# Working with Time Series Data

## About the Data
In this notebook, we will be working with 5 datasets:
- (CSV) Facebook's stock price daily throughout 2018 (obtained using the [`stock_analysis` package](https://github.com/fenago/stock-analysis)).
- (CSV) Facebook's OHLC stock data from May 20, 2019 - May 24, 2019 per minute from [Nasdaq.com](https://old.nasdaq.com/symbol/fb/interactive-chart).
- (CSV) melted stock data for Facebook from May 20, 2019 - May 24, 2019 per minute from [Nasdaq.com](https://old.nasdaq.com/symbol/fb/interactive-chart).
- (DB) stock opening prices by the minute for Apple from May 20, 2019 - May 24, 2019 altered to have seconds in the time from [Nasdaq.com](https://old.nasdaq.com/symbol/aapl/interactive-chart).
- (DB) stock opening prices by the minute for Facebook from May 20, 2019 - May 24, 2019 from [Nasdaq.com](https://old.nasdaq.com/symbol/fb/interactive-chart).

## Setup

In [None]:
import numpy as np
import pandas as pd

fb = pd.read_csv('data/fb_2018.csv', index_col='date', parse_dates=True).assign(
    trading_volume=lambda x: pd.cut(x.volume, bins=3, labels=['low', 'med', 'high'])
)
fb.head()

## Time-based selection and filtering
Remember, when we have an index of type `DatetimeIndex`, we can use datetime slicing. We can provide a range of dates. We only get three days back because the stock market is closed on the weekends:

In [None]:
fb['2018-10-11':'2018-10-15']

We can select ranges of months and quarters:

In [None]:
fb.loc['2018-q1'].equals(fb['2018-01':'2018-03'])

The `first()` method will give us a specified length of time from the beginning of the time series. Here, we ask for a week. January 1, 2018 was a holiday—meaning the market was closed. It was also a Monday, so the week here is only four days:

In [None]:
fb.first('1W')

The `last()` method will take from the end:

In [None]:
fb.last('1W')

Suppose that we reindexed the Facebook stock data to include all dates for 2018. We would have null entries for January 1st:

In [None]:
fb_reindexed = fb.reindex(pd.date_range('2018-01-01', '2018-12-31', freq='D'))
fb_reindexed.first('1D').isna().squeeze().all()

We can use `first_valid_index()` to give us the index of the first non-null entry in our data, which is the first day the market was open in Q1 2018:

In [None]:
fb_reindexed.loc['2018-Q1'].first_valid_index()

Conversely, we can use `last_valid_index()` to get the last entry of non-null data.
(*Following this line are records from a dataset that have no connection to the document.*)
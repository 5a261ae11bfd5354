//! JSON error responses

use axum::{
    http::{header, HeaderValue, StatusCode},
    response::{IntoResponse, Response},
    Json,
};
use serde::{Deserialize, Serialize};

use crate::domain::{AuthError, PublicAuthError};

/// Error category reported in the `type` field
#[derive(Debug, Clone, Copy, PartialEq, Eq, Serialize, Deserialize)]
#[serde(rename_all = "snake_case")]
pub enum ApiErrorType {
    InvalidRequestError,
    AuthenticationError,
    ServerError,
    ServiceUnavailableError,
}

impl std::fmt::Display for ApiErrorType {
    fn fmt(&self, f: &mut std::fmt::Formatter<'_>) -> std::fmt::Result {
        match self {
            Self::InvalidRequestError => write!(f, "invalid_request_error"),
            Self::AuthenticationError => write!(f, "authentication_error"),
            Self::ServerError => write!(f, "server_error"),
            Self::ServiceUnavailableError => write!(f, "service_unavailable_error"),
        }
    }
}

#[derive(Debug, Clone, Serialize, Deserialize)]
pub struct ApiErrorResponse {
    pub error: ApiErrorDetail,
}

#[derive(Debug, Clone, Serialize, Deserialize)]
pub struct ApiErrorDetail {
    pub message: String,
    #[serde(rename = "type")]
    pub error_type: ApiErrorType,
    #[serde(skip_serializing_if = "Option::is_none")]
    pub code: Option<String>,
}

/// API error with status code
#[derive(Debug)]
pub struct ApiError {
    pub status: StatusCode,
    pub response: ApiErrorResponse,
}

impl ApiError {
    pub fn new(status: StatusCode, error_type: ApiErrorType, message: impl Into<String>) -> Self {
        Self {
            status,
            response: ApiErrorResponse {
                error: ApiErrorDetail {
                    message: message.into(),
                    error_type,
                    code: None,
                },
            },
        }
    }

    pub fn with_code(mut self, code: impl Into<String>) -> Self {
        self.response.error.code = Some(code.into());
        self
    }

    pub fn bad_request(message: impl Into<String>) -> Self {
        Self::new(StatusCode::BAD_REQUEST, ApiErrorType::InvalidRequestError, message)
    }

    pub fn unauthorized(message: impl Into<String>) -> Self {
        Self::new(StatusCode::UNAUTHORIZED, ApiErrorType::AuthenticationError, message)
    }

    pub fn internal(message: impl Into<String>) -> Self {
        Self::new(StatusCode::INTERNAL_SERVER_ERROR, ApiErrorType::ServerError, message)
    }

    pub fn unavailable(message: impl Into<String>) -> Self {
        Self::new(
            StatusCode::SERVICE_UNAVAILABLE,
            ApiErrorType::ServiceUnavailableError,
            message,
        )
    }
}

impl IntoResponse for ApiError {
    fn into_response(self) -> Response {
        let challenge = self.status == StatusCode::UNAUTHORIZED;
        let mut response = (self.status, Json(self.response)).into_response();

        if challenge {
            response
                .headers_mut()
                .insert(header::WWW_AUTHENTICATE, HeaderValue::from_static("Bearer"));
        }

        response
    }
}

impl From<PublicAuthError> for ApiError {
    fn from(err: PublicAuthError) -> Self {
        let message = err.to_string();
        let api_error = match err {
            PublicAuthError::InvalidCredentials
            | PublicAuthError::InvalidToken
            | PublicAuthError::TokenExpired
            | PublicAuthError::TokenRevoked => Self::unauthorized(message),
            PublicAuthError::ServiceUnavailable => Self::unavailable(message),
            PublicAuthError::Internal => Self::internal(message),
        };

        api_error.with_code(err.code())
    }
}

/// Internal detail never reaches the response body; it is logged instead
impl From<AuthError> for ApiError {
    fn from(err: AuthError) -> Self {
        match &err {
            AuthError::StoreUnavailable { .. } | AuthError::Internal { .. } => {
                tracing::error!(error = %err, "Authentication failed");
            }
            _ => tracing::debug!(error = %err, "Authentication refused"),
        }

        err.public().into()
    }
}

impl std::fmt::Display for ApiError {
    fn fmt(&self, f: &mut std::fmt::Formatter<'_>) -> std::fmt::Result {
        write!(
            f,
            "{}: {}",
            self.response.error.error_type, self.response.error.message
        )
    }
}

impl std::error::Error for ApiError {}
For Q1 2018, this is March 29th:

In [None]:
fb_reindexed.loc['2018-Q1'].last_valid_index()

We can use `asof()` to find the last non-null data before the point we are looking for. If we ask for March 31st, we will get the data from the index we got from `fb_reindexed.loc['2018-Q1'].last_valid_index()`, which was March 29th. Note that this works regardless of whether we reindexed:

In [None]:
fb_reindexed.asof('2018-03-31')

For the next few examples, we need datetimes, so we will read in the stock data per minute file:

In [None]:
stock_data_per_minute = pd.read_csv(
    'data/fb_week_of_may_20_per_minute.csv', index_col='date', parse_dates=True, 
    date_parser=lambda x: pd.to_datetime(x, format='%Y-%m-%d %H-%M')
)

stock_data_per_minute.head()

We can use a `Grouper` object to roll up our data to the daily level along with `first` and `last`:

In [None]:
stock_data_per_minute.groupby(pd.Grouper(freq='1D')).agg({
    'open': 'first',
    'high': 'max', 
    'low': 'min', 
    'close': 'last', 
    'volume': 'sum'
})

The `at_time()` method allows us to pull out all datetimes that match a certain time. Here, we can grab all the rows from the time the stock market opens (9:30 AM):

In [None]:
stock_data_per_minute.at_time('9:30')

We can use `between_time()` to grab data for the last two minutes of trading daily:

In [None]:
stock_data_per_minute.between_time('15:59', '16:00')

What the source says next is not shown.